Reform Signal #004 - New Grid Investment Model Emerges in Kenya
By proving the model bankable, Kenya is essentially creating a standardized asset class in transmission, and a grid investment template across Africa, that large funds can eventually buy into.
Risk context: Transmission, risky
Two key risks have disincentivized investment in transmission in Africa for decades: The grid is largely state owned, and sovereign debt levels are high. Yet, at the same time, grid reform is too expensive for governments without external funding. This tension has stalled or slowed grid reform in many African countries for decades, leading to stranded renewable energy generation.
What’s changed: Transmission moves from risky state project to investment opportunity
A recent $311 million PPP deal between KETRACO, Africa50, and PowerGrid of India enables the State to hive the transmission project off its balance sheet, maintaining its sovereign debt level, while mitigating the investors’ exposure to sovereign debt limits. Similar models are emerging in South Africa and Nigeria, and expected to be replicated across Africa.
How it works
The deal runs on a 30-year build-own-operate-transfer (BOOT) concession which enables the developer to own and operate the transmission line being financed, and the state simply pays for its use.
The Special Purpose Vehicle (SPV): Africa50 and PowerGrid of India (the technical partner) lead the development through an independent entity
Privately financed: They raise the capital, meaning the asset cost does not sit on Kenya’s national books as debt
Risk allocation: The private sector takes on the construction and operational risk, while Kenya pays for the service of transmitted power over time, rather than the asset upfront
Status: Capital mobilization
The main agreement was signed in December, 2025. The parties are now securing $34 billion from commercial banks. Groundbreaking expected in August, 2026.

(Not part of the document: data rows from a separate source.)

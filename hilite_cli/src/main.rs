//! # hilite
//!
//! Command-line front-end for the tokenizer engine: tokenize a file, check a
//! grammar document, list the built-in grammars, batch-tokenize a directory.

use clap::{Args, Parser, Subcommand, ValueEnum};
use hilite_engine::config::compile_time::batch_processing::MAX_WORKER_THREADS;
use hilite_engine::grammar::{load_grammar_file, Grammar, GrammarRegistry};
use hilite_engine::logging::ProcessingSummary;
use hilite_engine::tokenizer::{tokenize_file_result, BracketKind, TokenizedDocument};
use hilite_engine::utils::SourceMap;
use hilite_engine::{batch, file_processor, logging, StateStack};
use serde::Serialize;
use std::error::Error;
use std::path::{Path, PathBuf};
use std::process::ExitCode;
use std::sync::Arc;

type CliResult<T> = Result<T, Box<dyn Error>>;

#[derive(Parser)]
#[command(name = "hilite")]
#[command(version)]
#[command(about = "Line-oriented lexical tokenizer driven by state-machine grammars")]
struct Cli {
    #[command(subcommand)]
    command: Commands,
}

#[derive(Clone, Copy, Debug, PartialEq, Eq, ValueEnum)]
enum OutputFormat {
    Text,
    Json,
}

/// Where the grammar comes from: a document on disk or a built-in name
#[derive(Args, Debug)]
#[group(required = true, multiple = false)]
struct GrammarSource {
    /// Grammar document (.toml or .json)
    #[arg(long, short = 'g')]
    grammar: Option<PathBuf>,

    /// Built-in grammar name or alias
    #[arg(long, short = 'l')]
    language: Option<String>,
}

#[derive(Subcommand)]
enum Commands {
    /// Tokenize one file and print its spans
    Tokenize {
        file: PathBuf,

        #[command(flatten)]
        source: GrammarSource,

        #[arg(long, short = 'f', value_enum, default_value = "text")]
        format: OutputFormat,

        /// Render every unmatched span with its source line
        #[arg(long)]
        report_unmatched: bool,
    },

    /// Load and validate a grammar document
    Check {
        grammar: PathBuf,

        #[arg(long, short = 'f', value_enum, default_value = "text")]
        format: OutputFormat,
    },

    /// List the built-in grammars
    Languages,

    /// Tokenize every matching file under a directory
    Batch {
        directory: PathBuf,

        #[command(flatten)]
        source: GrammarSource,

        /// Only files with this extension (repeatable)
        #[arg(long, short = 'e')]
        extension: Vec<String>,

        /// Worker threads (default: available cores)
        #[arg(long, short = 't')]
        threads: Option<usize>,

        #[arg(long)]
        sequential: bool,

        /// Don't search subdirectories
        #[arg(long)]
        no_recursive: bool,

        #[arg(long)]
        max_files: Option<usize>,

        /// Stop at the first file that fails
        #[arg(long)]
        fail_fast: bool,

        /// Suppress progress reporting
        #[arg(long, short = 'q')]
        quiet: bool,
    },
}

fn main() -> ExitCode {
    env_logger::Builder::from_env(env_logger::Env::default().default_filter_or("warn")).init();
    let cli = Cli::parse();

    match run(cli) {
        Ok(()) => ExitCode::SUCCESS,
        Err(error) => {
            eprintln!("error: {}", error);
            ExitCode::FAILURE
        }
    }
}

fn run(cli: Cli) -> CliResult<()> {
    logging::init_global_logging()?;
    hilite_engine::init_subsystems()?;
    log::debug!("logging initialized");

    match cli.command {
        Commands::Tokenize {
            file,
            source,
            format,
            report_unmatched,
        } => cmd_tokenize(&file, &source, format, report_unmatched),
        Commands::Check { grammar, format } => cmd_check(&grammar, format),
        Commands::Languages => cmd_languages(),
        Commands::Batch {
            directory,
            source,
            extension,
            threads,
            sequential,
            no_recursive,
            max_files,
            fail_fast,
            quiet,
        } => {
            let config = build_batch_config(
                &extension,
                threads,
                sequential,
                no_recursive,
                max_files,
                fail_fast,
                quiet,
            );
            cmd_batch(&directory, &source, &config)
        }
    }
}

fn resolve_grammar(source: &GrammarSource) -> CliResult<Arc<Grammar>> {
    match (&source.grammar, &source.language) {
        (Some(path), _) => {
            log::info!("loading grammar from {}", path.display());
            Ok(Arc::new(load_grammar_file(path)?))
        }
        (None, Some(name)) => {
            let registry = GrammarRegistry::with_builtins()?;
            Ok(registry.require(name)?)
        }
        (None, None) => Err("one of --grammar or --language is required".into()),
    }
}

// ============================================================================
// TOKENIZE
// ============================================================================

fn cmd_tokenize(
    file: &Path,
    source: &GrammarSource,
    format: OutputFormat,
    report_unmatched: bool,
) -> CliResult<()> {
    let grammar = resolve_grammar(source)?;
    let file_result = file_processor::process_file(file)?;
    let document = tokenize_file_result(Arc::clone(&grammar), &file_result)?;

    match format {
        OutputFormat::Text => print!("{}", render_text(&document)),
        OutputFormat::Json => {
            println!("{}", serde_json::to_string_pretty(&JsonDocument::from_document(&document))?)
        }
    }

    if report_unmatched {
        let reports = render_unmatched(&document, &file_result.source);
        for report in &reports {
            eprint!("{}", report);
        }
        log::info!("{} unmatched spans", reports.len());
    }

    Ok(())
}

/// One `line:col-col kind "text"` row per span
fn render_text(document: &TokenizedDocument) -> String {
    let mut output = String::new();
    for line in document.lines() {
        for token in line.tokens() {
            output.push_str(&format!("{} {:?}\n", token, token.text(line.text())));
        }
    }
    output
}

fn render_unmatched(document: &TokenizedDocument, source: &str) -> Vec<String> {
    let source_map = SourceMap::new(source.to_string());
    let default_token = document.grammar().default_token().as_str();
    let message = format!("input not matched by grammar '{}'", document.grammar().name());

    document
        .tokens()
        .filter(|token| token.is_kind(default_token))
        .map(|token| source_map.format_error(&token.span, &message))
        .collect()
}

#[derive(Serialize)]
struct JsonToken<'a> {
    start: usize,
    end: usize,
    kind: &'a str,
    text: &'a str,
    #[serde(skip_serializing_if = "Option::is_none")]
    bracket: Option<BracketKind>,
}

#[derive(Serialize)]
struct JsonLine<'a> {
    line: usize,
    tokens: Vec<JsonToken<'a>>,
    end_state: &'a StateStack,
}

#[derive(Serialize)]
struct JsonDocument<'a> {
    grammar: &'a str,
    lines: Vec<JsonLine<'a>>,
}

impl<'a> JsonDocument<'a> {
    fn from_document(document: &'a TokenizedDocument) -> Self {
        let lines = document
            .lines()
            .iter()
            .enumerate()
            .map(|(index, line)| JsonLine {
                line: index + 1,
                tokens: line
                    .tokens()
                    .iter()
                    .map(|token| JsonToken {
                        start: token.span.start.offset,
                        end: token.span.end.offset,
                        kind: token.kind.as_str(),
                        text: token.text(line.text()),
                        bracket: token.bracket,
                    })
                    .collect(),
                end_state: line.end_state(),
            })
            .collect();

        Self {
            grammar: document.grammar().name(),
            lines,
        }
    }
}

// ============================================================================
// CHECK / LANGUAGES
// ============================================================================

fn cmd_check(path: &Path, format: OutputFormat) -> CliResult<()> {
    let grammar = load_grammar_file(path)?;
    let summary = grammar.summary();

    match format {
        OutputFormat::Json => println!("{}", serde_json::to_string_pretty(&summary)?),
        OutputFormat::Text => {
            println!("Grammar '{}' is valid", summary.name);
            println!("  Initial state: {}", summary.initial);
            println!("  Default token: {}", summary.default_token);
            println!("  Ignore case: {}", summary.ignore_case);
            println!(
                "  States: {} ({} rules)",
                summary.states.len(),
                summary.rule_count
            );
            for state in &summary.states {
                println!("    {}: {} rules", state.name, state.rules);
            }
            println!("  Bracket pairs: {}", summary.bracket_pairs);
            println!("  Token kinds: {}", summary.token_kinds.join(", "));
            if !summary.unreachable_states.is_empty() {
                println!(
                    "  Unreachable states: {}",
                    summary.unreachable_states.join(", ")
                );
            }
        }
    }

    Ok(())
}

fn cmd_languages() -> CliResult<()> {
    let registry = GrammarRegistry::with_builtins()?;

    println!("Built-in grammars:");
    for name in registry.names() {
        let Some(grammar) = registry.get(name) else {
            continue;
        };
        let aliases = registry.aliases_of(name);
        let alias_note = if aliases.is_empty() {
            String::new()
        } else {
            format!(" (aliases: {})", aliases.join(", "))
        };
        println!(
            "  {}{}: {} states, {} rules",
            name,
            alias_note,
            grammar.state_count(),
            grammar.rule_count()
        );
    }

    Ok(())
}

// ============================================================================
// BATCH
// ============================================================================

fn build_batch_config(
    extensions: &[String],
    threads: Option<usize>,
    sequential: bool,
    no_recursive: bool,
    max_files: Option<usize>,
    fail_fast: bool,
    quiet: bool,
) -> batch::BatchConfig {
    let max_threads = if sequential {
        1
    } else {
        threads
            .unwrap_or_else(num_cpus::get)
            .clamp(1, MAX_WORKER_THREADS)
    };

    let config = batch::BatchConfig {
        max_threads,
        recursive: !no_recursive,
        extensions: Vec::new(),
        max_files,
        progress_reporting: !quiet,
        fail_fast,
    };

    extensions
        .iter()
        .fold(config, |config, ext| config.with_extension(ext))
}

fn cmd_batch(directory: &Path, source: &GrammarSource, config: &batch::BatchConfig) -> CliResult<()> {
    let grammar = resolve_grammar(source)?;

    if config.progress_reporting {
        println!("Starting batch tokenization: {}", directory.display());
        println!(
            "Configuration: grammar={}, {} threads, recursive={}, fail_fast={}",
            grammar.name(),
            config.max_threads,
            config.recursive,
            config.fail_fast
        );
    }

    let results = batch::process_directory(directory, grammar, config)?;
    print_batch_results(&results);
    if let Some(diagnostics) = render_diagnostics(&logging::processing_summary()) {
        print!("{}", diagnostics);
    }

    if results.failure_count() > 0 {
        if logging::config::use_cargo_style_output() {
            if let Some(report) = logging::format_cargo_style_summary() {
                eprint!("{}", report);
            }
        }
        return Err(format!("{} of {} files failed", results.failure_count(), results.files_processed).into());
    }

    Ok(())
}

/// Per-file error and warning counts gathered by the logging layer. `None`
/// before logging is initialized or when no file was processed.
fn render_diagnostics(summary: &ProcessingSummary) -> Option<String> {
    if summary.files == 0 {
        return None;
    }

    let mut output = String::from("\nDiagnostics:\n");
    output.push_str(&format!(
        "  Files: {} clean, {} with warnings, {} with errors\n",
        summary.clean_files, summary.files_with_warnings, summary.files_with_errors
    ));
    if summary.has_errors() || summary.has_warnings() {
        output.push_str(&format!(
            "  Logged: {} errors, {} warnings\n",
            summary.total_errors, summary.total_warnings
        ));
    }
    Some(output)
}

fn print_batch_results(results: &batch::BatchResults) {
    println!("Batch Tokenization Summary:");
    println!("  Files discovered: {}", results.files_discovered);
    println!("  Files processed: {}", results.files_processed);
    println!(
        "  Successful: {} ({:.1}%)",
        results.success_count(),
        results.success_rate() * 100.0
    );
    println!("  Failed: {}", results.failure_count());
    println!(
        "  Tokens: {} ({} unmatched)",
        results.total_tokens(),
        results.total_unmatched()
    );
    println!(
        "  Total time: {:.2}s",
        results.processing_duration.as_secs_f64()
    );

    let seconds = results.processing_duration.as_secs_f64();
    if seconds > 0.0 && !results.successful_files.is_empty() {
        let total_bytes: u64 = results
            .successful_files
            .iter()
            .map(|(_, stats)| stats.size_bytes)
            .sum();
        println!(
            "  Processing rate: {:.0} bytes/sec, {:.0} tokens/sec",
            total_bytes as f64 / seconds,
            results.total_tokens() as f64 / seconds
        );
    }

    if results.failure_count() > 0 {
        println!("\nFailed Files:");
        for (file_path, error) in &results.failed_files {
            println!("  {}: [{}] {}", file_path.display(), error.error_code(), error);
        }
    }

    if results.success_count() > 0 && results.success_count() <= 10 {
        println!("\nSuccessful Files:");
        for (file_path, stats) in &results.successful_files {
            println!(
                "  {}: {} lines, {} tokens, {} unmatched",
                file_path.display(),
                stats.lines,
                stats.tokens,
                stats.unmatched
            );
        }
    }
}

Investor relevance: Sovereign debt risk mitigation, billion-dollar pipelines, emerging asset class across Africa
The success of this model will unlock a much larger $5 billion pipeline KETRACO needs over the next 20 years to build 8,000km of new lines. By proving the $311M ‘pilot’ is bankable, Kenya is essentially creating a standardized asset class, and a template across Africa, that large funds can eventually buy into – similar models are emerging in South Africa and Nigeria, and expected to be replicated across Africa.